Data shown →
//! Fuzz target for the message parser.
//!
//! Arbitrary text must either parse or produce a positioned error.

#![no_main]

use inline_i18n::Interpolator;
use libfuzzer_sys::fuzz_target;

fuzz_target!(|data: &[u8]| {
    let Ok(template) = std::str::from_utf8(data) else {
        return;
    };

    let i18n = Interpolator::new();
    if let Err(err) = i18n.parse(template) {
        let _ = err.to_string();
    }

    // A second parse must agree with the first (cache hit path)
    let first = i18n.parse(template).is_ok();
    assert_eq!(first, i18n.parse(template).is_ok());
});
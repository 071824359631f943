//! Inline translations
//!
//! A [`Translations`] value carries every locale's template for one message
//! right where it is used. Lookup walks the fallback chain and reports which
//! locale actually supplied the template.

use std::collections::BTreeMap;

/// Templates for one message, keyed by locale tag.
///
/// Locales are kept sorted so "first available" is deterministic.
///
/// ```
/// use inline_i18n_core::Translations;
///
/// let greeting = Translations::new()
///     .with("en", "Hello, {name}!")
///     .with("ko", "안녕하세요, {name}님!");
///
/// assert_eq!(greeting.get("ko"), Some("안녕하세요, {name}님!"));
/// assert_eq!(greeting.locales().collect::<Vec<_>>(), ["en", "ko"]);
/// ```
#[derive(Debug, Clone, Default, PartialEq, Eq)]
pub struct Translations {
    templates: BTreeMap<String, String>,
}

impl Translations {
    pub fn new() -> Self {
        Self::default()
    }

    /// Two-locale shorthand, e.g. `Translations::pair("ko", "안녕", "en", "Hi")`.
    pub fn pair(
        first_locale: impl Into<String>,
        first: impl Into<String>,
        second_locale: impl Into<String>,
        second: impl Into<String>,
    ) -> Self {
        Self::new()
            .with(first_locale, first)
            .with(second_locale, second)
    }

    /// Add a template (builder style).
    pub fn with(mut self, locale: impl Into<String>, template: impl Into<String>) -> Self {
        self.insert(locale, template);
        self
    }

    /// Add or replace a template.
    pub fn insert(&mut self, locale: impl Into<String>, template: impl Into<String>) {
        self.templates.insert(locale.into(), template.into());
    }

    pub fn get(&self, locale: &str) -> Option<&str> {
        self.templates.get(locale).map(String::as_str)
    }

    /// Locales with a template, sorted.
    pub fn locales(&self) -> impl Iterator<Item = &str> {
        self.templates.keys().map(String::as_str)
    }

    pub fn len(&self) -> usize {
        self.templates.len()
    }

    pub fn is_empty(&self) -> bool {
        self.templates.is_empty()
    }

    /// Pick the template for a fallback chain.
    ///
    /// The first chain locale with a template wins. When none has one, the
    /// first template in locale order stands in.
    pub fn resolve<'t>(&'t self, chain: &'t [String]) -> Resolution<'t> {
        let requested = chain.first().map(String::as_str).unwrap_or_default();

        for (i, locale) in chain.iter().enumerate() {
            if let Some((locale, template)) = self.templates.get_key_value(locale) {
                return if i == 0 {
                    Resolution::Exact(template)
                } else {
                    Resolution::Fallback {
                        requested,
                        used: locale,
                        template,
                    }
                };
            }
        }

        match self.templates.iter().next() {
            Some((locale, template)) => Resolution::Unmatched {
                requested,
                used: locale,
                template,
            },
            None => Resolution::Empty { requested },
        }
    }
}

impl<L, T> FromIterator<(L, T)> for Translations
where
    L: Into<String>,
    T: Into<String>,
{
    fn from_iter<I: IntoIterator<Item = (L, T)>>(iter: I) -> Self {
        let mut translations = Self::new();
        for (locale, template) in iter {
            translations.insert(locale, template);
        }
        translations
    }
}

impl<L, T, const N: usize> From<[(L, T); N]> for Translations
where
    L: Into<String>,
    T: Into<String>,
{
    fn from(pairs: [(L, T); N]) -> Self {
        pairs.into_iter().collect()
    }
}

/// Outcome of [`Translations::resolve`].
#[derive(Debug, Clone, Copy, PartialEq, Eq)]
pub enum Resolution<'t> {
    /// The requested locale had a template
    Exact(&'t str),
    /// A later locale in the chain supplied the template
    Fallback {
        requested: &'t str,
        used: &'t str,
        template: &'t str,
    },
    /// Nothing in the chain matched; the first available template is used
    Unmatched {
        requested: &'t str,
        used: &'t str,
        template: &'t str,
    },
    /// There are no templates at all
    Empty { requested: &'t str },
}

impl<'t> Resolution<'t> {
    /// The template to render, if any.
    pub fn template(&self) -> Option<&'t str> {
        match *self {
            Resolution::Exact(template)
            | Resolution::Fallback { template, .. }
            | Resolution::Unmatched { template, .. } => Some(template),
            Resolution::Empty { .. } => None,
        }
    }

    /// The locale whose template stood in for the requested one.
    pub fn fallback_used(&self) -> Option<&'t str> {
        match *self {
            Resolution::Fallback { used, .. } | Resolution::Unmatched { used, .. } => Some(used),
            _ => None,
        }
    }
}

Assignment → Take from the listing every line in which the word "Option" appears.

Result of this task →
    pub fn get(&self, locale: &str) -> Option<&str> {
    pub fn template(&self) -> Option<&'t str> {
    pub fn fallback_used(&self) -> Option<&'t str> {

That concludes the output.